Task brief:
Every line holding the string "actual" should be copied out of the listing.

Provided records:
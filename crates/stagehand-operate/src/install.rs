//! The `install` operation: download → verify → apply.
//!
//! Each step owns one checkpoint. A step whose checkpoint says it finished is
//! skipped on resume, so re-running after an interruption never repeats a
//! completed download or install.

use std::io::SeekFrom;
use std::path::{Path, PathBuf};

use async_trait::async_trait;
use futures::StreamExt;
use serde::{Deserialize, Serialize};
use sha2::{Digest, Sha256};
use stagehand_core::StateSink;
use stagehand_rpc::api::{ApiClient, Download, DownloadRequest};
use tokio::fs::{File, OpenOptions};
use tokio::io::{AsyncReadExt, AsyncSeekExt, AsyncWriteExt};
use tracing::{debug, info, warn};

use crate::context::OperationContext;
use crate::error::OperateError;
use crate::host::OperationHost;
use crate::params::{InstallParams, InstallResult};
use crate::subcontext::Subcontext;

/// Bytes written between two download checkpoints.
const CHECKPOINT_EVERY: u64 = 1 << 20;

/// Progress of the download step.
#[derive(Clone, Debug, Default, PartialEq, Eq, Serialize, Deserialize)]
#[serde(rename_all = "camelCase", deny_unknown_fields)]
pub struct DownloadCheckpoint {
    /// Bytes durably written to the archive.
    pub offset: u64,
    /// Full archive size, once known.
    pub total_bytes: Option<u64>,
    /// The archive is complete.
    pub complete: bool,
}

impl Subcontext for DownloadCheckpoint {
    const KEY: &'static str = "download";
}

/// Outcome of the verify step.
#[derive(Clone, Debug, Default, PartialEq, Eq, Serialize, Deserialize)]
#[serde(rename_all = "camelCase", deny_unknown_fields)]
pub struct VerifyCheckpoint {
    /// The archive passed verification.
    pub verified: bool,
    /// SHA-256 of the verified archive.
    pub sha256: Option<String>,
}

impl Subcontext for VerifyCheckpoint {
    const KEY: &'static str = "verify";
}

/// Outcome of the apply step.
#[derive(Clone, Debug, Default, PartialEq, Eq, Serialize, Deserialize)]
#[serde(rename_all = "camelCase", deny_unknown_fields)]
pub struct ApplyCheckpoint {
    /// The archive was placed in the install folder.
    pub installed: bool,
    /// Installed files, relative to the install folder.
    pub files: Vec<String>,
}

impl Subcontext for ApplyCheckpoint {
    const KEY: &'static str = "apply";
}

/// Places a verified archive into the install folder.
#[async_trait]
pub trait ArchiveInstaller: Send + Sync {
    /// Install `archive` into `destination`, returning the installed files
    /// relative to `destination`.
    async fn install(
        &self,
        archive: &Path,
        destination: &Path,
        sink: &dyn StateSink,
    ) -> Result<Vec<String>, OperateError>;
}

/// Copies the archive as-is into the install folder.
#[derive(Clone, Copy, Debug, Default)]
pub struct CopyInstaller;

#[async_trait]
impl ArchiveInstaller for CopyInstaller {
    async fn install(
        &self,
        archive: &Path,
        destination: &Path,
        sink: &dyn StateSink,
    ) -> Result<Vec<String>, OperateError> {
        let name = archive
            .file_name()
            .and_then(|n| n.to_str())
            .ok_or_else(|| OperateError::Validation(format!("bad archive path {}", archive.display())))?
            .to_owned();
        tokio::fs::create_dir_all(destination).await?;
        let bytes = tokio::fs::copy(archive, destination.join(&name)).await?;
        sink.info(&format!("Installed {name} ({bytes} bytes) to {}", destination.display()));
        Ok(vec![name])
    }
}

/// Run the install steps, resuming from whatever checkpoints exist.
pub async fn run(
    ctx: &OperationContext,
    host: &dyn OperationHost,
    installer: &dyn ArchiveInstaller,
    params: &InstallParams,
) -> Result<InstallResult, OperateError> {
    let archive = ctx.downloads_dir().join(archive_name(params)?);
    let destination = install_folder(ctx, params);
    info!(
        game = params.game,
        upload = params.upload,
        build = ?params.build,
        destination = %destination.display(),
        "installing"
    );

    download(ctx, host, params, &archive)
        .await
        .map_err(|e| e.in_step("download"))?;
    verify(ctx, params, &archive)
        .await
        .map_err(|e| e.in_step("verify"))?;
    apply(ctx, installer, &archive, &destination)
        .await
        .map_err(|e| e.in_step("apply"))?;

    Ok(InstallResult {
        game: params.game,
        upload: params.upload,
        build: params.build,
    })
}

fn archive_name(params: &InstallParams) -> Result<String, OperateError> {
    match &params.file_name {
        None => Ok(format!("upload-{}.bin", params.upload)),
        Some(name) => {
            let plain = Path::new(name).file_name().and_then(|n| n.to_str()) == Some(name.as_str());
            if plain {
                Ok(name.clone())
            } else {
                Err(OperateError::Validation(format!("Invalid fileName '{name}'")))
            }
        }
    }
}

fn install_folder(ctx: &OperationContext, params: &InstallParams) -> PathBuf {
    params
        .install_folder
        .as_deref()
        .filter(|f| !f.is_empty())
        .map_or_else(|| ctx.staging().join("install"), PathBuf::from)
}

#[allow(clippy::cast_precision_loss)]
fn fraction(done: u64, total: u64) -> f64 {
    if total == 0 {
        0.0
    } else {
        (done as f64 / total as f64).min(1.0)
    }
}

async fn download(
    ctx: &OperationContext,
    host: &dyn OperationHost,
    params: &InstallParams,
    archive: &Path,
) -> Result<(), OperateError> {
    let store = ctx.subcontexts();
    let mut cp = DownloadCheckpoint::default();
    let _ = store.load(&mut cp)?;
    if cp.complete {
        ctx.sink().info("Download already complete, skipping");
        return Ok(());
    }
    ctx.check_cancelled()?;

    let client = host.api_client(params.profile_id)?;
    if let Some(parent) = archive.parent() {
        tokio::fs::create_dir_all(parent).await?;
    }
    let mut file = OpenOptions::new()
        .create(true)
        .truncate(false)
        .write(true)
        .open(archive)
        .await?;
    // Bytes past the last checkpoint may be torn.
    cp.offset = cp.offset.min(file.metadata().await?.len());
    file.set_len(cp.offset).await?;

    let dl = fetch(client.as_ref(), params, cp.offset).await?;
    if dl.offset != cp.offset {
        warn!(requested = cp.offset, got = dl.offset, "server did not honour range, restarting");
        cp.offset = dl.offset;
        file.set_len(cp.offset).await?;
    }
    let _ = file.seek(SeekFrom::Start(cp.offset)).await?;
    cp.total_bytes = dl.total_bytes.or(cp.total_bytes);
    let total = cp.total_bytes.unwrap_or(0);
    if cp.offset > 0 {
        ctx.sink().info(&format!("Resuming download at byte {}", cp.offset));
    }

    host.begin_progress(fraction(cp.offset, total), total);
    let pumped = pump(ctx, &mut file, dl, &mut cp, total).await;
    host.finish_progress();

    file.flush().await?;
    file.sync_data().await?;
    store.save(&cp)?;
    pumped?;

    if total > 0 && cp.offset != total {
        return Err(OperateError::Io(std::io::Error::new(
            std::io::ErrorKind::UnexpectedEof,
            format!("download ended at {} of {total} bytes", cp.offset),
        )));
    }
    cp.complete = true;
    store.save(&cp)?;
    debug!(bytes = cp.offset, "download complete");
    Ok(())
}

async fn fetch(
    client: &dyn ApiClient,
    params: &InstallParams,
    offset: u64,
) -> Result<Download, OperateError> {
    let request = DownloadRequest {
        upload_id: params.upload,
        build_id: params.build,
        offset,
    };
    Ok(client.download(&request).await?)
}

/// Copy body chunks to `file`, advancing `cp.offset` only past written bytes.
async fn pump(
    ctx: &OperationContext,
    file: &mut File,
    dl: Download,
    cp: &mut DownloadCheckpoint,
    total: u64,
) -> Result<(), OperateError> {
    let mut body = dl.body;
    let mut since_checkpoint = 0_u64;
    loop {
        let chunk = tokio::select! {
            biased;
            () = ctx.cancel_token().cancelled() => return Err(OperateError::Cancelled),
            chunk = body.next() => chunk,
        };
        let Some(chunk) = chunk else {
            return Ok(());
        };
        let chunk = chunk?;
        file.write_all(&chunk).await?;
        let len = chunk.len() as u64;
        cp.offset += len;
        since_checkpoint += len;
        ctx.sink().progress(fraction(cp.offset, total));

        if since_checkpoint >= CHECKPOINT_EVERY {
            file.flush().await?;
            file.sync_data().await?;
            ctx.subcontexts().save(cp)?;
            since_checkpoint = 0;
        }
    }
}

async fn verify(
    ctx: &OperationContext,
    params: &InstallParams,
    archive: &Path,
) -> Result<(), OperateError> {
    let store = ctx.subcontexts();
    let mut cp = VerifyCheckpoint::default();
    let _ = store.load(&mut cp)?;
    if cp.verified {
        return Ok(());
    }
    ctx.check_cancelled()?;

    let actual = sha256_file(archive).await?;
    if let Some(expected) = &params.sha256 {
        if !expected.eq_ignore_ascii_case(&actual) {
            warn!(expected, actual, "archive checksum mismatch, discarding download");
            store.save(&DownloadCheckpoint::default())?;
            match tokio::fs::remove_file(archive).await {
                Err(e) if e.kind() != std::io::ErrorKind::NotFound => return Err(e.into()),
                _ => {}
            }
            return Err(OperateError::ChecksumMismatch {
                expected: expected.to_ascii_lowercase(),
                actual,
            });
        }
    }
    ctx.sink().info(&format!("Archive sha256 {actual}"));
    store.save(&VerifyCheckpoint {
        verified: true,
        sha256: Some(actual),
    })?;
    Ok(())
}

async fn sha256_file(path: &Path) -> Result<String, OperateError> {
    let mut file = File::open(path).await?;
    let mut hasher = Sha256::new();
    let mut buf = vec![0_u8; 64 * 1024];
    loop {
        let n = file.read(&mut buf).await?;
        if n == 0 {
            break;
        }
        hasher.update(&buf[..n]);
    }
    Ok(format!("{:x}", hasher.finalize()))
}

async fn apply(
    ctx: &OperationContext,
    installer: &dyn ArchiveInstaller,
    archive: &Path,
    destination: &Path,
) -> Result<(), OperateError> {
    let store = ctx.subcontexts();
    let mut cp = ApplyCheckpoint::default();
    let _ = store.load(&mut cp)?;
    if cp.installed {
        return Ok(());
    }
    ctx.check_cancelled()?;

    let files = installer
        .install(archive, destination, ctx.sink().as_ref())
        .await?;
    store.save(&ApplyCheckpoint {
        installed: true,
        files,
    })?;
    Ok(())
}
//! Store error type.

/// Errors raised by the local database.
#[derive(Debug, thiserror::Error)]
pub enum StoreError {
    /// SQLite reported an error.
    #[error("database error: {0}")]
    Database(String),

    /// The handle was already closed.
    #[error("database handle is closed")]
    Closed,

    /// Filesystem error around the database file.
    #[error("IO error: {0}")]
    Io(String),
}

impl From<rusqlite::Error> for StoreError {
    fn from(e: rusqlite::Error) -> Self {
        StoreError::Database(e.to_string())
    }
}

#[cfg(test)]
mod tests {
    use super::*;

    #[test]
    fn rusqlite_error_converts() {
        let err: StoreError = rusqlite::Error::QueryReturnedNoRows.into();
        assert!(matches!(err, StoreError::Database(_)));
        assert!(err.to_string().starts_with("database error"));
    }
}
//! Progress bridge: internal progress callbacks → throttled `Progress`
//! notifications, sink messages → `Log` notifications.

use std::sync::Arc;
use std::time::{Duration, Instant};

use parking_lot::Mutex;
use serde::{Deserialize, Serialize};
use stagehand_core::{LogLevel, ProgressCounter, StateSink};
use tracing::{debug, error, info, warn};

use crate::notify::Notifier;

/// Notification method carrying progress.
pub const PROGRESS_NOTIFICATION: &str = "Progress";
/// Notification method carrying sink messages.
pub const LOG_NOTIFICATION: &str = "Log";

/// Payload of a `Progress` notification.
#[derive(Clone, Debug, PartialEq, Serialize, Deserialize)]
pub struct ProgressNotification {
    /// Fraction in `[0, 1]`.
    pub progress: f64,
    /// Estimated seconds remaining.
    pub eta: f64,
    /// Observed bytes per second.
    pub bps: f64,
}

/// Payload of a `Log` notification.
#[derive(Clone, Debug, PartialEq, Serialize, Deserialize)]
pub struct LogNotification {
    /// Severity.
    pub level: LogLevel,
    /// Message text.
    pub message: String,
}

struct Tracking {
    counter: ProgressCounter,
    last_emit: Instant,
    last_sent: f64,
}

/// Per-request progress bridge.
///
/// Notifications are enqueued while the tracking lock is held, so the peer
/// sees one operation's fractions in non-decreasing order. Interceptors for
/// `Progress` must therefore not report progress themselves.
pub struct ProgressBridge {
    notifier: Arc<Notifier>,
    interval: Duration,
    tracking: Mutex<Option<Tracking>>,
}

impl ProgressBridge {
    /// Create a bridge emitting at most one notification per `interval`.
    pub fn new(notifier: Arc<Notifier>, interval: Duration) -> Self {
        Self {
            notifier,
            interval,
            tracking: Mutex::new(None),
        }
    }

    /// Begin tracking and emit the initial fraction.
    ///
    /// Returns `false` (and logs a warning) if already tracking; the first
    /// tracker wins.
    pub fn start(&self, initial: f64, total_bytes: u64) -> bool {
        self.start_at(initial, total_bytes, Instant::now())
    }

    fn start_at(&self, initial: f64, total_bytes: u64, now: Instant) -> bool {
        let mut tracking = self.tracking.lock();
        if tracking.is_some() {
            warn!("asked to start progress but already tracking progress");
            return false;
        }
        let mut counter = ProgressCounter::new();
        let initial = counter.set_progress(initial);
        counter.set_total_bytes(total_bytes);
        counter.start();
        info!(initial, total_bytes, "starting progress");
        self.emit(&counter);
        *tracking = Some(Tracking {
            counter,
            last_emit: now,
            last_sent: initial,
        });
        true
    }

    /// Stop tracking.
    ///
    /// Returns `false` (and logs a warning) if not tracking.
    pub fn end(&self) -> bool {
        let Some(mut tracking) = self.tracking.lock().take() else {
            warn!("asked to end progress but not tracking progress");
            return false;
        };
        tracking.counter.finish();
        debug!(
            progress = tracking.counter.progress(),
            elapsed_ms = u64::try_from(tracking.counter.elapsed().as_millis()).unwrap_or(u64::MAX),
            "ended progress"
        );
        true
    }

    /// Whether progress is currently being tracked.
    pub fn is_tracking(&self) -> bool {
        self.tracking.lock().is_some()
    }

    fn report_at(&self, alpha: f64, now: Instant) {
        let mut guard = self.tracking.lock();
        let Some(tracking) = guard.as_mut() else {
            return;
        };
        let progress = tracking.counter.set_progress(alpha);
        if progress <= tracking.last_sent {
            return;
        }
        let completed = progress >= 1.0;
        if !completed && now.saturating_duration_since(tracking.last_emit) < self.interval {
            return;
        }
        self.emit(&tracking.counter);
        tracking.last_emit = now;
        tracking.last_sent = progress;
    }

    fn emit(&self, counter: &ProgressCounter) {
        let payload = ProgressNotification {
            progress: counter.progress(),
            eta: counter.eta().as_secs_f64(),
            bps: counter.bps(),
        };
        self.send(PROGRESS_NOTIFICATION, &payload);
    }

    fn send<T: Serialize>(&self, method: &str, payload: &T) {
        let params = match serde_json::to_value(payload) {
            Ok(params) => params,
            Err(e) => {
                debug!(method, error = %e, "could not encode notification");
                return;
            }
        };
        if let Err(e) = self.notifier.notify(method, params) {
            debug!(method, error = %e, "notification interceptor failed");
        }
    }
}

impl StateSink for ProgressBridge {
    fn log(&self, level: LogLevel, message: &str) {
        match level {
            LogLevel::Info => info!("{message}"),
            LogLevel::Warning => warn!("{message}"),
            LogLevel::Error => error!("{message}"),
        }
        self.send(
            LOG_NOTIFICATION,
            &LogNotification {
                level,
                message: message.to_owned(),
            },
        );
    }

    fn progress(&self, alpha: f64) {
        self.report_at(alpha, Instant::now());
    }

    fn pause_progress(&self) {
        if let Some(tracking) = self.tracking.lock().as_mut() {
            tracking.counter.pause();
        }
    }

    fn resume_progress(&self) {
        if let Some(tracking) = self.tracking.lock().as_mut() {
            tracking.counter.resume();
        }
    }
}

Exercise solution:
    let actual = sha256_file(archive).await?;
        if !expected.eq_ignore_ascii_case(&actual) {
            warn!(expected, actual, "archive checksum mismatch, discarding download");
                actual,
    ctx.sink().info(&format!("Archive sha256 {actual}"));
        sha256: Some(actual),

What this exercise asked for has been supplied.